Un padre violento, un padre alcolista e assente. Come conseguenza dei suoi eccessi e dell’ira, il silenzio. Un fratello, Julian, che smette di parlare, costringendo sua sorella a caricarsi davanti ai ripetuti silenzi il peso dell’incertezza. A cosa pensa, Julian? Cosa fa quando si rinchiude nella sua stanza? Soltanto chi ha vissuto con una persona che non parla, può sapere quanto il silenzio riempia ogni spazio, il silenzio di Julian invade. Un gioco di ruoli ormai stabilito in cui dev’essere la protagonista a disinfettare le ferite sulla schiena della madre, così come è lei a fuggire di casa, andarsene per tentare di farcela senza di loro. Le macerie, tuttavia, resistono nella distanza in cui lei imita per mimesi la violenza del padre, ma lentamente implode. “Amare è sempre un tradimento perché implica una scelta, e ogni scelta comporta una rinuncia. Il peggiore degli scenari è mettersi di fronte a uno specchio. Tradire me stessa.”

Tutte le strade portano alla mancanza, una nostalgia che non la abbandona, di suo fratello e della madre. Ma ora che la protagonista è sola con i pezzi dispersi del suo passato, non può eludere ciò che aveva messo in un angolo e allora lo interroga e lo scandaglia. “Nel gioco di specchi che è a volte il mondo, ho sempre rifuggito il mio riflesso più veritiero. Le persone che mi assomigliano spesso mi sembrano le più detestabili.” Non è tempo di farsi distrarre dalla superficie del qui e ora, questo, ma è quello dei ricordi: mettersi di fronte allo specchio e interpellarsi con sincerità. Un padre morto senza mai pentirsi. Un fratello che ha pianificato con cura la sua morte. Nella solitudine dei legami sanguinanti e spezzati da cui è composta la sua vita, la protagonista continua a estrarre dalla scatola le fotografie e a ricomporre il tutto in una pratica che si svela da subito impossibile e disumana.

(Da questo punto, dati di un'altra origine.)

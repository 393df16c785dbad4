use ndarray::Array2;
use rand::rngs::StdRng;
use rand::{Rng, SeedableRng};

use crate::auxiliary::template_molecules::gen_water;
use crate::backend::{make_backend, Backend, DeviceBackend, HostBackend};
use crate::balance::{BalanceStrategy, CostModel, ExecutionSpace};
use crate::basis::shell::BasisSet;
use crate::error::XcTaskError;
use crate::grid::{AtomicGridSize, MolecularGrid};
use crate::task::partition::PartitionParams;

fn water_setup() -> (BasisSet, MolecularGrid, Vec<f64>) {
    let mol = gen_water();
    let basis = BasisSet::from_library(&mol, "sto-3g", false, 1e-10).unwrap();
    let grid = MolecularGrid::new(
        &mol,
        &AtomicGridSize::Explicit {
            n_radial: 18,
            n_theta: 6,
            n_phi: 12,
        },
    )
    .unwrap();
    (basis, grid, mol.nearest_neighbour_distances())
}

#[test]
fn test_backend_selection() {
    let host = make_backend(ExecutionSpace::Host, "Default", 4).unwrap();
    assert_eq!(host.execution_space(), ExecutionSpace::Host);
    assert_eq!(host.n_lanes(), 4);
    assert_eq!(host.strategy(), BalanceStrategy::Default);

    let device = make_backend(ExecutionSpace::Device, "replicated", 2).unwrap();
    assert_eq!(device.execution_space(), ExecutionSpace::Device);
    assert_eq!(device.n_lanes(), 2);

    assert!(matches!(
        make_backend(ExecutionSpace::Host, "Default", 0),
        Err(XcTaskError::Configuration(_))
    ));
    assert!(matches!(
        make_backend(ExecutionSpace::Device, "Default", 0),
        Err(XcTaskError::Configuration(_))
    ));
    assert!(matches!(
        make_backend(ExecutionSpace::Host, "Static", 1),
        Err(XcTaskError::Configuration(_))
    ));
}

#[test]
fn test_backend_load_balancer() {
    let host = HostBackend::new(BalanceStrategy::Default, 3).unwrap();
    let balancer = host.load_balancer(2, None).unwrap();
    assert_eq!(balancer.params().n_ranks, 2);
    assert_eq!(balancer.params().n_lanes, 3);
    assert_eq!(
        balancer.params().cost_model,
        CostModel::PointsTimesFunctions
    );

    let device = DeviceBackend::new(BalanceStrategy::Default, 2).unwrap();
    assert_eq!(
        device.load_balancer(1, None).unwrap().params().cost_model,
        CostModel::CollocationAndContraction
    );
    assert_eq!(
        device
            .load_balancer(1, Some(CostModel::PointsTimesFunctions))
            .unwrap()
            .params()
            .cost_model,
        CostModel::PointsTimesFunctions
    );
    assert!(device.load_balancer(0, None).is_err());
}

#[test]
fn test_backend_partition_agreement() {
    let (basis, grid, dist_nearest) = water_setup();
    let host = HostBackend::new(BalanceStrategy::Default, 1).unwrap();
    let device = DeviceBackend::new(BalanceStrategy::Default, 4).unwrap();
    for pv in [1, 16] {
        let params = PartitionParams::builder()
            .pv(pv)
            .max_batch_size(50)
            .build()
            .unwrap();
        let host_set = host.partition(&grid, &dist_nearest, &basis, &params).unwrap();
        let device_set = device
            .partition(&grid, &dist_nearest, &basis, &params)
            .unwrap();
        assert_eq!(host_set, device_set);
    }

    let bad = PartitionParams::builder().pv(0).build().unwrap();
    assert!(device.partition(&grid, &dist_nearest, &basis, &bad).is_err());
    assert!(device
        .partition(&grid, &dist_nearest[..1], &basis, &PartitionParams::default())
        .is_err());
}

#[test]
fn test_backend_packing_agreement() {
    let (basis, grid, dist_nearest) = water_setup();
    let host = HostBackend::new(BalanceStrategy::Default, 1).unwrap();
    let device = DeviceBackend::new(BalanceStrategy::Default, 1).unwrap();
    let params = PartitionParams::builder()
        .max_batch_size(30)
        .build()
        .unwrap();
    let task_set = host.partition(&grid, &dist_nearest, &basis, &params).unwrap();
    let nbf = basis.n_funcs();
    let mut rng = StdRng::seed_from_u64(2023);
    let global = Array2::from_shape_fn((nbf, nbf), |_| rng.gen_range(-1.0..1.0));
    // A non-contiguous view exercises the staging path.
    let global_t = global.t().to_owned();

    let mut host_acc = Array2::<f64>::zeros((nbf, nbf));
    let mut device_acc = Array2::<f64>::zeros((nbf, nbf));
    let mut device_acc_t = Array2::<f64>::zeros((nbf, nbf));
    for task in task_set.tasks.iter() {
        let host_block = host.gather(task, &global.view()).unwrap();
        let device_block = device.gather(task, &global.view()).unwrap();
        assert_eq!(host_block, device_block);
        assert_eq!(
            device.gather(task, &global_t.t()).unwrap(),
            host_block
        );

        host.scatter_add(task, &host_block.view(), &mut host_acc.view_mut())
            .unwrap();
        device
            .scatter_add(task, &device_block.view(), &mut device_acc.view_mut())
            .unwrap();
        device
            .scatter_add(task, &device_block.view(), &mut device_acc_t.view_mut().reversed_axes())
            .unwrap();
    }
    assert_eq!(host_acc, device_acc);
    assert_eq!(device_acc_t.t(), host_acc);

    // Out-of-range cuts are rejected by both.
    let small = Array2::<f64>::zeros((nbf - 1, nbf - 1));
    let task = task_set
        .tasks
        .iter()
        .find(|task| task.cuts.iter().any(|cut| cut.global_end() == nbf))
        .unwrap();
    assert!(matches!(
        host.gather(task, &small.view()),
        Err(XcTaskError::PackingBounds { .. })
    ));
    assert!(matches!(
        device.gather(task, &small.view()),
        Err(XcTaskError::PackingBounds { .. })
    ));
}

Trovare una spiegazione per ciò che è stato non può essere il punto. Conservare i pezzi di un’infanzia segnata dalla violenza e dal trauma, invece sì, perché il silenzio smetta di essere la soluzione. Raccontare, al posto di tacere. Disseppellire e scrivere, al posto di nascondere. Provare a sanare ciò che è rotto, attraverso il balsamo delle parole.